DeVlieger acknowledges there is a complex process to ensure coverage consistency and equity for Health Canada, unfortunately, for those with rare diseases like himself where one’s body deteriorates quickly, one cannot afford to be left behind in the red tape of bureaucracy when life and death is involved.
“The frustrating part now is we are getting nowhere. Nothing has happened. The criteria hasn’t changed. We haven’t got any access,” said DeVlieger. “The frustrating part is politicians say what I want to hear, they get elected and then they do what they want. It is empty promises.”
One of the challenges associated with drugs for rare diseases is that, due to small population numbers, it is very difficult to undertake large scale, randomized clinical trials. As a result, drug review bodies have struggled to identify clinical significance due to what they deem to be data limitations.
Being such a small group, DeVlieger added CF patient concerns can be more easily sluffed off, where patients don’t have the energy to fight.
“Most people with cystic fibrosis are sick all day long and they don’t have the energy to fight the government or they don’t know where to start. That’s why I believe this is my journey now. There’s kids, 15 to 16 years old that don’t have huge amounts of damage done to their body like I have that could get on these drugs that are approved, but not covered that could change their lives,” said DeVlieger. “Because of that, they could go to college, get jobs and contribute to society. It’s so short sighted the way the government is looking at it right now. They have look at the big picture. When we approve a drug in Canada, five years later it’s still not on a drug plan or program, in the States, it happens within weeks.”
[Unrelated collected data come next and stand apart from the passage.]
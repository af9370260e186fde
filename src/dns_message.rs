use bytes::{BufMut, Bytes, BytesMut};

use crate::dns_header::{DnsHeader, HEADER_LEN};
use crate::dns_record::{DnsAnswer, DnsQuestion};
use crate::error::Result;

/// A whole DNS message as this server handles it: no authority or
/// additional sections.
#[derive(Debug, Clone, Default, PartialEq, Eq)]
pub struct DnsMessage {
    pub header: DnsHeader,
    pub questions: Vec<DnsQuestion>,
    pub answers: Vec<DnsAnswer>,
}

impl DnsMessage {
    /// Response to `request_header` echoing `questions` and carrying `answers`.
    pub fn response(
        request_header: &DnsHeader,
        questions: Vec<DnsQuestion>,
        answers: Vec<DnsAnswer>,
    ) -> Self {
        DnsMessage {
            header: DnsHeader::response_to(request_header),
            questions,
            answers,
        }
    }

    /// The header as it goes on the wire, with counts taken from the sections.
    pub fn wire_header(&self) -> DnsHeader {
        DnsHeader {
            question_count: self.questions.len() as u16,
            answer_count: self.answers.len() as u16,
            authority_count: 0,
            additional_count: 0,
            ..self.header
        }
    }

    /// Encode header, then questions, then answers into one buffer.
    /// Section counts already set on `header` are ignored.
    pub fn encode(&self) -> Bytes {
        let mut buf = BytesMut::with_capacity(512);

        buf.put_slice(&self.wire_header().to_bytes());
        for question in &self.questions {
            question.write_to(&mut buf);
        }
        for answer in &self.answers {
            answer.write_to(&mut buf);
        }

        buf.freeze()
    }

    /// Decode header, questions and answers. Authority and additional
    /// records, if any, are left unread.
    pub fn decode(buf: &[u8]) -> Result<Self> {
        let (header, questions, mut offset) = parse_questions(buf)?;

        let mut answers = Vec::with_capacity(header.answer_count as usize);
        for _ in 0..header.answer_count {
            let (answer, next) = DnsAnswer::from_bytes(buf, offset)?;
            answers.push(answer);
            offset = next;
        }

        Ok(DnsMessage {
            header,
            questions,
            answers,
        })
    }
}

/// Parse the header and question section of an inbound query.
/// Fails on the first malformed question.
pub fn parse_request(buf: &[u8]) -> Result<(DnsHeader, Vec<DnsQuestion>)> {
    let (header, questions, _) = parse_questions(buf)?;
    Ok((header, questions))
}

fn parse_questions(buf: &[u8]) -> Result<(DnsHeader, Vec<DnsQuestion>, usize)> {
    let header = DnsHeader::from_bytes(buf)?;

    let mut questions = Vec::new();
    let mut offset = HEADER_LEN;

    for _ in 0..header.question_count {
        let (question, next) = DnsQuestion::from_bytes(buf, offset)?;
        questions.push(question);
        offset = next;
    }

    Ok((header, questions, offset))
}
DeVlieger added because Canada has a universal health care system, that lack of CF medication coverage is not considered possible by many.
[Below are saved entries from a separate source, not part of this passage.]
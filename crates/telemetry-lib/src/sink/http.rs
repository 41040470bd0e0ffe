//! Shared HTTP delivery for the network backends

use super::ExportRequest;
use crate::error::{check_response, ConfigError, DeliveryError};
use reqwest::header::{HeaderMap, HeaderValue, CONTENT_ENCODING, CONTENT_TYPE};
use reqwest::Url;
use std::time::Duration;

pub const BATCH_ID_HEADER: &str = "x-batch-id";
pub const AGENT_ID_HEADER: &str = "x-agent-id";
pub const RETENTION_HEADER: &str = "x-retention-seconds";
pub const API_KEY_HEADER: &str = "x-api-key";

/// Credentials presented to a backend
#[derive(Debug, Clone)]
pub enum Auth {
    Bearer(String),
    ApiKey(String),
}

/// POSTs one encoded export request and classifies the answer
#[derive(Debug, Clone)]
pub struct HttpPoster {
    client: reqwest::Client,
    url: Url,
    auth: Option<Auth>,
    retention_hint_secs: Option<u64>,
}

impl HttpPoster {
    pub fn new(endpoint: &str, timeout: Duration, auth: Option<Auth>) -> Result<Self, ConfigError> {
        let url = Url::parse(endpoint).map_err(|e| ConfigError::Invalid {
            field: "sink.endpoint",
            reason: format!("`{endpoint}`: {e}"),
        })?;
        let client = reqwest::Client::builder()
            .timeout(timeout)
            .build()
            .map_err(|e| ConfigError::Invalid {
                field: "sink",
                reason: e.to_string(),
            })?;

        Ok(Self {
            client,
            url,
            auth,
            retention_hint_secs: None,
        })
    }

    pub fn with_retention_hint(mut self, secs: Option<u64>) -> Self {
        self.retention_hint_secs = secs;
        self
    }

    pub fn url(&self) -> &Url {
        &self.url
    }

    /// Send `body`; the batch id travels as the idempotency key
    pub async fn post(
        &self,
        request: &ExportRequest,
        content_type: &'static str,
        content_encoding: Option<&'static str>,
        extra: HeaderMap,
        body: Vec<u8>,
    ) -> Result<(), DeliveryError> {
        let mut builder = self
            .client
            .post(self.url.clone())
            .header(CONTENT_TYPE, HeaderValue::from_static(content_type))
            .header(BATCH_ID_HEADER, request.batch_id.to_string())
            .header(AGENT_ID_HEADER, request.agent_id.as_str())
            .headers(extra)
            .body(body);

        if let Some(encoding) = content_encoding {
            builder = builder.header(CONTENT_ENCODING, HeaderValue::from_static(encoding));
        }
        if let Some(secs) = self.retention_hint_secs {
            builder = builder.header(RETENTION_HEADER, secs.to_string());
        }
        builder = match &self.auth {
            Some(Auth::Bearer(token)) => builder.bearer_auth(token),
            Some(Auth::ApiKey(key)) => builder.header(API_KEY_HEADER, key.as_str()),
            None => builder,
        };

        let response = builder.send().await?;
        check_response(response).await
    }
}

#[cfg(test)]
mod tests {
    use super::*;
    use crate::models::BatchId;

    fn request() -> ExportRequest {
        ExportRequest {
            batch_id: BatchId::new(),
            agent_id: "edge-a-agent".to_string(),
            sequence: 3,
            records: Vec::new(),
        }
    }

    #[tokio::test]
    async fn test_headers_and_auth() {
        let mut server = mockito::Server::new_async().await;
        let request = request();
        let mock = server
            .mock("POST", "/ingest")
            .match_header(BATCH_ID_HEADER, request.batch_id.to_string().as_str())
            .match_header(AGENT_ID_HEADER, "edge-a-agent")
            .match_header(RETENTION_HEADER, "86400")
            .match_header(API_KEY_HEADER, "k-123")
            .with_status(202)
            .create_async()
            .await;

        let poster = HttpPoster::new(
            &format!("{}/ingest", server.url()),
            Duration::from_secs(2),
            Some(Auth::ApiKey("k-123".to_string())),
        )
        .unwrap()
        .with_retention_hint(Some(86_400));

        poster
            .post(&request, "application/json", None, HeaderMap::new(), b"{}".to_vec())
            .await
            .unwrap();
        mock.assert_async().await;
    }

    #[tokio::test]
    async fn test_rate_limit_is_transient() {
        let mut server = mockito::Server::new_async().await;
        let _mock = server
            .mock("POST", "/")
            .with_status(429)
            .create_async()
            .await;

        let poster = HttpPoster::new(&server.url(), Duration::from_secs(2), None).unwrap();
        let err = poster
            .post(&request(), "application/json", None, HeaderMap::new(), Vec::new())
            .await
            .unwrap_err();
        assert!(err.is_retryable());
    }
}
“People are unaware that this is even an issue. They all believe Canada has a universal drug plan and that is not the case for rare diseases which slip through the cracks,” said DeVlieger. “People think our health care system is far superior to the U.S., which it is to a certain degree. I don’t want to ever bash the Canadian health care system because it has been great for me and has kept me alive, but there are certain things like advances in new technology or drugs where Canada is always behind and not open for business.”